Negli ultimi anni in Italia queste
centrali a biomasse centrali sono cresciute come i funghi perché
crea business, ma non alla comunità, bensì alla proprietà,
grazie agli incentivi e a un uso speculativo del prodotto che le
alimenta.
Per il sindaco di Furnari «La Comet
nel presentare l’istanza ha assicurato che ci saranno ricadute
positive sia per l’occupazione che per il territorio, dal momento
che l’energia sarà prodotta dopo aver bruciato il legno».
Siamo sicuri che bruceranno solo legno?
E quanto ce ne vuole per alimentare la
centrale?
E da dove verrà?
E quale sarà l’impatto ambientale
derivante dal trasporto di questo legname?
Sono queste alcune delle domande
che andrebbero poste alla ditta proponente.
I dubbi che ruotano attorno a questo
business (perché di business si tratta) sono molti.
Proviamo a fornire più informazioni
alla popolazione.
Una puntata di Report di qualche
tempo fa poneva attenzione proprio su alcuni interrogativi inerenti
l’effettivo bisogno, in Italia, di costruire centrali a biomasse.
Il servizio, ripreso anche da un
articolo de Il Fatto Quotidiano, evidenziava come, con il
trascorrere del tempo, il costo dell’energia prodotta dall’utilizzo
di questi impianti aumenti, a causa del reperimento del legno per
alimentare le centrali. Negli ultimi anni, si legge nell’articolo,
le centrali sono sorte come funghi perché, oltre a produrre energia
alternativa, esiste tutto un business alimentato in parte dagli
incentivi e in parte da un uso speculativo del prodotto che alimenta
gli impianti.
Un sistema che danneggerebbe le tasche
ma anche la salute di chi vive nei territori interessati, visto che
il dilagare di impianti a biomassa avrebbe ripercussioni
sull’ambiente e sulle produzioni agricole.
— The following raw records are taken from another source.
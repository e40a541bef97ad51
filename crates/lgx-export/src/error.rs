//! Export errors.

use thiserror::Error;

/// Errors raised while rendering or digesting a snapshot.
#[derive(Debug, Error)]
pub enum ExportError {
    /// JSON serialization failed.
    #[error("JSON error: {0}")]
    Json(#[from] serde_json::Error),

    /// YAML serialization failed.
    #[error("YAML error: {0}")]
    Yaml(#[from] serde_yaml::Error),

    /// CSV writing failed.
    #[error("CSV error: {0}")]
    Csv(#[from] csv::Error),

    /// Rendered CSV was not valid UTF-8.
    #[error("CSV output is not UTF-8: {0}")]
    Utf8(#[from] std::string::FromUtf8Error),

    /// Canonicalization for the content digest failed.
    #[error("canonicalization error: {0}")]
    Canonicalization(#[from] lgx_core::CanonicalizationError),

    /// Export format name not recognised.
    #[error("unknown export format: {0:?} (expected json, yaml or csv)")]
    UnknownFormat(String),
}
Si legge su Il Fatto: «È stato
stimato che per ogni centrale occorrono 5000 viaggi di camion
all’anno, concentrati nel periodo estivo, per trasportare il
materiale che serve ad alimentarle. Solo nella provincia di Bologna
ne sono state costruite 37. La maggior parte dei proprietari sono
grandi industriali o finanzieri che per ogni kw di elettricità
prodotta ricevono un compenso di 0, 28 centesimi, perciò, più il
costo di produzione è basso più aumenta il profitto, causando danni
anche all’agricoltura perché si sta abbandonando la produzione di
grano per il mais da biomasse che è molto più conveniente.
L’agricoltura non è più in funzione dell’alimentazione umana ma
delle centrali».
Oltre a ciò, le preoccupazioni legate
all’eccessivo impiego di centrali a biomasse riguardano anche il
rilascio nell’atmosfera di polveri sottili, pericolose per la
salute.
Medici, WWF, associazioni ambientaliste
da sempre si battono e mettono in guardia sulla pericolosità di
queste centrali.
Secondo alcuni studi condotti in campo
medico e non solo, i rischi sanitari e ambientali delle
attività di queste centrali non consentirebbero di rendere sicuro
l’utilizzo degli impianti, soprattutto in merito alle conseguenze
stimate sul medio e lungo termine.
Tutto questo a discapito dei cittadini,
che respirano le emissioni nella consapevolezza di aver subito un
danno anche ingiusto. Danni sia di tipo sanitario che patrimoniale
visto che inevitabilmente gli immobili localizzati nei pressi
delle nuove centrali subiscono una diminuzione del loro valore e
che le produzioni agricole, condotte magari con metodi
biologici, possono anche perdere le certificazioni di qualità
conquistate con anni di lavoro e impegno.